Datenbank/Lektüre


Autor: Schmitz, Kenneth L.

Buch: The Gift: Creation

Titel: The Gift: Creation

Stichwort: Schöpfung - Geschenk; ex nihilo; Thomas, Gottesbeweise (2 Gegenpositionen -> wirskam dann im späteren Atheismus); Atheist: ex nihilo als Degradierung d. Menschen (doch woher der Maßstab?; Widerspruch: Erniedrigung (Hegel, d. unglückliche Bewusstsein)

Kurzinhalt: ... the atheist interprets the putative humiliation of being-a-creature in terms of a putative integrity that man would have (really can have?) outside that structure...

Textausschnitt: 69a It is noteworthy that St. Thomas selected only two counterpositions to set against his five ways to the existence of God.1 They are: (1) Theoretically, an appeal to God is not needed in order to explain things, since recourse to the principles of nature, on the one hand, and to the freedom of man, on the other, suffices. And (2) practically, if there were an all-powerful God, he could not have tolerated so much evil in his creation, unless he were himself a monster. The subsequent career of atheism has played out both of these objections. The scientific atheism of the Enlightenment professed disbelief on putative cognitive grounds: God was neither knowable nor needed to explain man and the world. To this Voltaire added his scorn for the reputed benevolence of God. The humanistic atheism of Nietzsche and Sartre professed disbelief the better to defend human freedom, dignity and responsibility. Following Feuerbach, Marx raised human praxis to the first principle of social reconstruction and explanation ("man alone"). So that these later humanistic atheisms are those of will and action.2 They are practical more than theoretical in origin and intent.

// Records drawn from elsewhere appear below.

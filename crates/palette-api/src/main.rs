//! # palette-api — Binary Entry Point
//!
//! Starts the Axum HTTP server for the palette catalog.
//! Binds to configurable port (default 8080).

use palette_api::state::{AppConfig, AppState};

#[tokio::main]
async fn main() -> Result<(), Box<dyn std::error::Error>> {
    // Initialize structured tracing.
    tracing_subscriber::fmt()
        .with_env_filter(
            tracing_subscriber::EnvFilter::try_from_default_env()
                .unwrap_or_else(|_| tracing_subscriber::EnvFilter::new("info")),
        )
        .init();

    let config = AppConfig::from_env();
    let port = config.port;
    let app = palette_api::app(AppState::with_config(config));

    let addr = std::net::SocketAddr::from(([0, 0, 0, 0], port));
    tracing::info!("Palette API listening on {}", addr);

    let listener = tokio::net::TcpListener::bind(addr).await?;
    axum::serve(listener, app).await?;

    Ok(())
}
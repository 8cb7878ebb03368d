//! Points, rects and the viewport

/// A 2D point
#[derive(Clone, Copy, Debug, Default, PartialEq)]
pub struct Point {
    pub x: f32,
    pub y: f32,
}

impl Point {
    pub const fn new(x: f32, y: f32) -> Self {
        Self { x, y }
    }

    /// Move a fraction `t` of the way toward `target`
    pub fn approach(self, target: Point, t: f32) -> Point {
        Point {
            x: self.x + (target.x - self.x) * t,
            y: self.y + (target.y - self.y) * t,
        }
    }

    pub fn distance(self, other: Point) -> f32 {
        ((self.x - other.x).powi(2) + (self.y - other.y).powi(2)).sqrt()
    }
}

/// A 2D size
#[derive(Clone, Copy, Debug, Default, PartialEq)]
pub struct Size {
    pub width: f32,
    pub height: f32,
}

impl Size {
    pub const fn new(width: f32, height: f32) -> Self {
        Self { width, height }
    }
}

/// Axis-aligned rectangle in document coordinates
#[derive(Clone, Copy, Debug, Default, PartialEq)]
pub struct Rect {
    pub x: f32,
    pub y: f32,
    pub width: f32,
    pub height: f32,
}

impl Rect {
    pub const fn new(x: f32, y: f32, width: f32, height: f32) -> Self {
        Self {
            x,
            y,
            width,
            height,
        }
    }

    pub fn top(&self) -> f32 {
        self.y
    }

    pub fn bottom(&self) -> f32 {
        self.y + self.height
    }

    pub fn right(&self) -> f32 {
        self.x + self.width
    }

    pub fn contains(&self, point: Point) -> bool {
        point.x >= self.x && point.x < self.right() && point.y >= self.y && point.y < self.bottom()
    }
}

/// Browser-like viewport: window size plus vertical scroll offset
#[derive(Clone, Copy, Debug, PartialEq)]
pub struct Viewport {
    pub width: f32,
    pub height: f32,
    pub scroll_y: f32,
}

impl Viewport {
    pub const fn new(width: f32, height: f32) -> Self {
        Self {
            width,
            height,
            scroll_y: 0.0,
        }
    }

    /// Whether the viewport is at least `breakpoint` pixels wide
    pub fn is_at_least(&self, breakpoint: f32) -> bool {
        self.width >= breakpoint
    }

    /// Convert a window-space point to document space
    pub fn to_document(&self, client: Point) -> Point {
        Point::new(client.x, client.y + self.scroll_y)
    }

    /// Normalize a window-space point to [0, 1] on both axes
    pub fn normalize(&self, client: Point) -> Point {
        let w = self.width.max(1.0);
        let h = self.height.max(1.0);
        Point::new((client.x / w).clamp(0.0, 1.0), (client.y / h).clamp(0.0, 1.0))
    }

    pub fn size(&self) -> Size {
        Size::new(self.width, self.height)
    }
}

impl Default for Viewport {
    fn default() -> Self {
        Self::new(1440.0, 900.0)
    }
}

#[cfg(test)]
mod tests {
    use super::*;

    #[test]
    fn test_rect_contains_is_half_open() {
        let r = Rect::new(0.0, 100.0, 200.0, 50.0);
        assert!(r.contains(Point::new(0.0, 100.0)));
        assert!(r.contains(Point::new(199.0, 149.0)));
        assert!(!r.contains(Point::new(200.0, 120.0)));
        assert!(!r.contains(Point::new(10.0, 150.0)));
    }

    #[test]
    fn test_viewport_normalize_clamps() {
        let vp = Viewport::new(1000.0, 500.0);
        assert_eq!(vp.normalize(Point::new(500.0, 250.0)), Point::new(0.5, 0.5));
        assert_eq!(vp.normalize(Point::new(-20.0, 900.0)), Point::new(0.0, 1.0));
    }

    #[test]
    fn test_point_approach() {
        let p = Point::new(0.0, 0.0).approach(Point::new(1.0, 2.0), 0.5);
        assert_eq!(p, Point::new(0.5, 1.0));
    }
}
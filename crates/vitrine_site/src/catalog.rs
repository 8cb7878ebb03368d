//! Project catalog
//!
//! The static list of exhibition and design projects, the image-ordering
//! rule for a project folder, and the filter/expand view used by the
//! projects grid.
//!
//! Slugs are unique within a category; the same slug may appear once as an
//! exhibition and once as a design.

use std::fmt;
use std::str::FromStr;
use std::sync::OnceLock;

use regex::Regex;
use rustc_hash::FxHashSet;
use serde::{Deserialize, Serialize};

use crate::error::{Result, SiteError};

const BUILTIN_CATALOG: &str = include_str!("../data/catalog.toml");

/// Cards per category in the collapsed "all" view
pub const COLLAPSED_PER_CATEGORY: usize = 4;

const IMAGE_EXTENSIONS: [&str; 4] = ["webp", "png", "jpg", "jpeg"];

#[derive(Clone, Copy, Debug, PartialEq, Eq, Hash, Deserialize, Serialize)]
#[serde(rename_all = "lowercase")]
pub enum Category {
    Exhibition,
    Design,
}

impl Category {
    /// Route prefix of the category's gallery pages
    pub fn path_prefix(&self) -> &'static str {
        match self {
            Category::Exhibition => "/exhibitions",
            Category::Design => "/designs",
        }
    }

    pub fn label(&self) -> &'static str {
        match self {
            Category::Exhibition => "Exhibitions",
            Category::Design => "Designs",
        }
    }
}

impl fmt::Display for Category {
    fn fmt(&self, f: &mut fmt::Formatter<'_>) -> fmt::Result {
        f.write_str(match self {
            Category::Exhibition => "exhibition",
            Category::Design => "design",
        })
    }
}

#[derive(Clone, Debug, PartialEq, Eq, Deserialize, Serialize)]
pub struct ProjectRecord {
    pub id: String,
    pub title: String,
    pub category: Category,
    pub slug: String,
    /// Image directory under the category's asset root
    pub folder: String,
}

impl ProjectRecord {
    /// Gallery page path for this project
    pub fn link(&self) -> String {
        format!("{}/{}", self.category.path_prefix(), self.slug)
    }
}

#[derive(Deserialize)]
struct CatalogFile {
    #[serde(default, rename = "project")]
    projects: Vec<ProjectRecord>,
}

/// Immutable list of projects, exhibitions and designs in declaration order
#[derive(Clone, Debug, Default)]
pub struct Catalog {
    records: Vec<ProjectRecord>,
}

impl Catalog {
    /// The site's own project list
    pub fn builtin() -> Result<Self> {
        Self::from_toml_str(BUILTIN_CATALOG)
    }

    /// Parse `[[project]]` tables
    pub fn from_toml_str(content: &str) -> Result<Self> {
        let file: CatalogFile = toml::from_str(content)?;
        Self::new(file.projects)
    }

    pub fn new(records: Vec<ProjectRecord>) -> Result<Self> {
        let mut seen_slugs = FxHashSet::default();
        let mut seen_ids = FxHashSet::default();
        for record in &records {
            if record.slug.is_empty() || record.id.is_empty() {
                return Err(SiteError::Catalog(format!(
                    "project `{}` has an empty id or slug",
                    record.title
                )));
            }
            if !seen_slugs.insert((record.category, record.slug.as_str())) {
                return Err(SiteError::Catalog(format!(
                    "duplicate {} slug `{}`",
                    record.category, record.slug
                )));
            }
            if !seen_ids.insert((record.category, record.id.as_str())) {
                return Err(SiteError::Catalog(format!(
                    "duplicate {} id `{}`",
                    record.category, record.id
                )));
            }
        }
        Ok(Self { records })
    }

    pub fn records(&self) -> &[ProjectRecord] {
        &self.records
    }

    pub fn len(&self) -> usize {
        self.records.len()
    }

    pub fn is_empty(&self) -> bool {
        self.records.is_empty()
    }

    pub fn by_category(&self, category: Category) -> impl Iterator<Item = &ProjectRecord> + '_ {
        self.records.iter().filter(move |r| r.category == category)
    }

    pub fn find(&self, category: Category, slug: &str) -> Option<&ProjectRecord> {
        self.by_category(category).find(|r| r.slug == slug)
    }

    pub fn link_for(&self, record: &ProjectRecord) -> String {
        record.link()
    }
}

// ============================================================================
// Images
// ============================================================================

fn number_token() -> Option<&'static Regex> {
    static PATTERN: OnceLock<Option<Regex>> = OnceLock::new();
    PATTERN.get_or_init(|| Regex::new(r"\d+").ok()).as_ref()
}

fn split_name(path: &str) -> (&str, Option<&str>) {
    let name = path.rsplit(|c: char| c == '/' || c == '\\').next().unwrap_or(path);
    match name.rsplit_once('.') {
        Some((stem, ext)) => (stem, Some(ext)),
        None => (name, None),
    }
}

pub fn is_image(path: &str) -> bool {
    split_name(path)
        .1
        .is_some_and(|ext| IMAGE_EXTENSIONS.iter().any(|e| e.eq_ignore_ascii_case(ext)))
}

/// First integer embedded in the file stem, 0 if none
///
/// Runs too long for a `u64` saturate so they sort after every other number.
pub fn sort_key(path: &str) -> u64 {
    let (stem, _) = split_name(path);
    number_token()
        .and_then(|re| re.find(stem))
        .map(|m| m.as_str().parse().unwrap_or(u64::MAX))
        .unwrap_or(0)
}

/// Image files of a folder in display order
///
/// Non-image files are dropped. Files with equal keys keep their input order.
pub fn sorted_images<I, S>(files: I) -> Vec<String>
where
    I: IntoIterator<Item = S>,
    S: AsRef<str>,
{
    let mut images: Vec<String> = files
        .into_iter()
        .filter(|f| is_image(f.as_ref()))
        .map(|f| f.as_ref().to_string())
        .collect();
    images.sort_by_key(|f| sort_key(f));
    images
}

/// Thumbnail for a folder: the first image in display order
pub fn featured_image<I, S>(files: I) -> Option<String>
where
    I: IntoIterator<Item = S>,
    S: AsRef<str>,
{
    sorted_images(files).into_iter().next()
}

// ============================================================================
// Filter view
// ============================================================================

#[derive(Clone, Copy, Debug, Default, PartialEq, Eq)]
pub enum Filter {
    #[default]
    All,
    Exhibitions,
    Designs,
}

impl Filter {
    pub const ALL: [Filter; 3] = [Filter::All, Filter::Exhibitions, Filter::Designs];

    pub fn label(&self) -> &'static str {
        match self {
            Filter::All => "All Projects",
            Filter::Exhibitions => "Exhibitions",
            Filter::Designs => "Designs",
        }
    }

    pub fn matches(&self, category: Category) -> bool {
        match self {
            Filter::All => true,
            Filter::Exhibitions => category == Category::Exhibition,
            Filter::Designs => category == Category::Design,
        }
    }
}

impl FromStr for Filter {
    type Err = SiteError;

    fn from_str(s: &str) -> Result<Self> {
        match s.trim().to_ascii_lowercase().as_str() {
            "all" => Ok(Filter::All),
            "exhibitions" | "exhibition" => Ok(Filter::Exhibitions),
            "designs" | "design" => Ok(Filter::Designs),
            other => Err(SiteError::Catalog(format!("unknown filter `{other}`"))),
        }
    }
}

impl fmt::Display for Filter {
    fn fmt(&self, f: &mut fmt::Formatter<'_>) -> fmt::Result {
        f.write_str(match self {
            Filter::All => "all",
            Filter::Exhibitions => "exhibitions",
            Filter::Designs => "designs",
        })
    }
}

/// Filter selection plus the "view all" toggle of the projects grid
#[derive(Clone, Copy, Debug, Default, PartialEq, Eq)]
pub struct CatalogView {
    filter: Filter,
    expanded: bool,
}

impl CatalogView {
    pub fn new() -> Self {
        Self::default()
    }

    pub fn filter(&self) -> Filter {
        self.filter
    }

    pub fn is_expanded(&self) -> bool {
        self.expanded
    }

    /// Select a filter; switching to a different one collapses the view
    ///
    /// Returns whether anything changed.
    pub fn set_filter(&mut self, filter: Filter) -> bool {
        if filter == self.filter {
            return false;
        }
        self.filter = filter;
        self.expanded = false;
        true
    }

    pub fn set_expanded(&mut self, expanded: bool) -> bool {
        let changed = self.expanded != expanded;
        self.expanded = expanded;
        changed
    }

    /// Records shown for the current selection, in catalog order
    ///
    /// The collapsed "all" view shows the first few of each category,
    /// exhibitions first.
    pub fn visible<'a>(&self, catalog: &'a Catalog) -> Vec<&'a ProjectRecord> {
        match self.filter {
            Filter::All => {
                let limit = if self.expanded {
                    usize::MAX
                } else {
                    COLLAPSED_PER_CATEGORY
                };
                catalog
                    .by_category(Category::Exhibition)
                    .take(limit)
                    .chain(catalog.by_category(Category::Design).take(limit))
                    .collect()
            }
            filter => catalog
                .records()
                .iter()
                .filter(|r| filter.matches(r.category))
                .collect(),
        }
    }

    /// Whether a "view all" control applies
    pub fn has_more(&self, catalog: &Catalog) -> bool {
        self.filter == Filter::All && !self.expanded && self.visible(catalog).len() < catalog.len()
    }
}

#[cfg(test)]
mod tests {
    use super::*;

    fn record(category: Category, slug: &str) -> ProjectRecord {
        ProjectRecord {
            id: slug.to_string(),
            title: slug.to_uppercase(),
            category,
            slug: slug.to_string(),
            folder: slug.replace('-', " "),
        }
    }

    fn small_catalog() -> Catalog {
        let mut records = Vec::new();
        for i in 0..5 {
            records.push(record(Category::Exhibition, &format!("expo-{i}")));
        }
        for i in 0..5 {
            records.push(record(Category::Design, &format!("design-{i}")));
        }
        Catalog::new(records).unwrap()
    }

    #[test]
    fn test_builtin_catalog_loads() {
        let catalog = Catalog::builtin().unwrap();
        assert_eq!(catalog.by_category(Category::Exhibition).count(), 38);
        assert_eq!(catalog.by_category(Category::Design).count(), 22);

        let aero = catalog.find(Category::Exhibition, "aero").unwrap();
        assert_eq!(aero.title, "AERO");
        assert_eq!(aero.link(), "/exhibitions/aero");
        assert!(catalog.find(Category::Design, "aero").is_none());

        // Same slug in both categories
        assert!(catalog.find(Category::Exhibition, "logicom").is_some());
        assert!(catalog.find(Category::Design, "logicom").is_some());
    }

    #[test]
    fn test_duplicate_slug_in_category_rejected() {
        let records = vec![
            record(Category::Design, "asm"),
            record(Category::Design, "asm"),
        ];
        assert!(matches!(Catalog::new(records), Err(SiteError::Catalog(_))));
    }

    #[test]
    fn test_images_sort_by_embedded_number() {
        let files = [
            "Artboard 10.webp",
            "notes.txt",
            "Artboard 2.webp",
            "cover.jpg",
            "Artboard 1.PNG",
            "folder/Artboard 2 copy.jpeg",
        ];
        assert_eq!(
            sorted_images(files),
            vec![
                "cover.jpg",
                "Artboard 1.PNG",
                "Artboard 2.webp",
                "folder/Artboard 2 copy.jpeg",
                "Artboard 10.webp",
            ]
        );
        assert_eq!(featured_image(["b 3.png", "a 7.png"]).as_deref(), Some("b 3.png"));
        assert_eq!(featured_image(["readme.md"]), None);
    }

    #[test]
    fn test_oversized_number_sorts_last() {
        let huge = "Artboard 184467440737095516160.png";
        assert_eq!(sort_key(huge), u64::MAX);
        assert_eq!(sort_key("Artboard 0000000000000000000000007.png"), 7);
        assert_eq!(
            sorted_images([huge, "Artboard 3.png", "cover.png"]),
            vec!["cover.png", "Artboard 3.png", huge]
        );
    }

    #[test]
    fn test_collapsed_all_shows_four_of_each() {
        let catalog = small_catalog();
        let view = CatalogView::new();
        let slugs: Vec<_> = view.visible(&catalog).iter().map(|r| r.slug.as_str()).collect();
        assert_eq!(
            slugs,
            ["expo-0", "expo-1", "expo-2", "expo-3", "design-0", "design-1", "design-2", "design-3"]
        );
        assert!(view.has_more(&catalog));
    }

    #[test]
    fn test_category_filter_keeps_order() {
        let catalog = small_catalog();
        let mut view = CatalogView::new();
        view.set_expanded(true);
        assert_eq!(view.visible(&catalog).len(), 10);

        assert!(view.set_filter(Filter::Exhibitions));
        assert!(!view.is_expanded());
        let visible = view.visible(&catalog);
        assert_eq!(visible.len(), 5);
        assert!(visible.iter().all(|r| r.category == Category::Exhibition));
        assert_eq!(visible[0].slug, "expo-0");
        assert_eq!(visible[4].slug, "expo-4");
        assert!(!view.has_more(&catalog));
        assert!(!view.set_filter(Filter::Exhibitions));
    }

    #[test]
    fn test_filter_parse() {
        assert_eq!("Designs".parse::<Filter>().unwrap(), Filter::Designs);
        assert_eq!(Filter::Exhibitions.to_string(), "exhibitions");
        assert!("photos".parse::<Filter>().is_err());
    }
}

Nevertheless, the decision of the atheistic humanist to eradicate belief in God is based upon his understanding of the situation in which an allegedly all-powerful God stands over against and above man and his world. (Fs)

70a It seems appropriate, then, to attempt to provide a cognitive solution of the issues raised by the atheist's understanding of creation ex nihilo. These issues arise in the face of the radical inequality that is inseparable from absolute giving and receiving. The contemporary atheist puts them in the form of two objections: (1) A creator ex nihilo would make impossible the ontological otherness of man, his self-subsistence and independence; and (2) it would make impossible man's freedom, his effective agency, autonomy and creativity. In a word, in such a situation man would be robbed of his genuine possibilities and his responsibility. (Fs) (notabene)

70b The atheistic humanist alleges that man would suffer a radical humiliation in such a situation. Now humiliation or indignity is a state of degradation. In its ordinary meaning degradation implies a process from a prior, more worthy state; and in its ordinary meaning a state presupposes a subject. Such a state is posterior to and dependent upon its subject; so that the subject itself bears the capacity for a different and better state. The atheistic humanist, however, raises humiliation to transcendental import. He alleges that if there were a creator ex nihilo, then the human condition would be one of abject and total dependence; so that the only worthy response on man's part would be to abolish the very structure itself through the free production of meaning out of himself. (Hence, Marx's "man alone," and the secular atheisms of Nietzsche and Sartre.) Moreover, the atheist refuses to avoid the problem by relativizing the creator, as though it could become a more or less equal party in interaction with man. In any event such a relativism abandons the issues by abandonning the conception of a creator ex nihilo. The atheist, on the other hand, does not ignore the conception; he seeks to deny its validity. He doesn't want compromise; he wants refutation. (Fs)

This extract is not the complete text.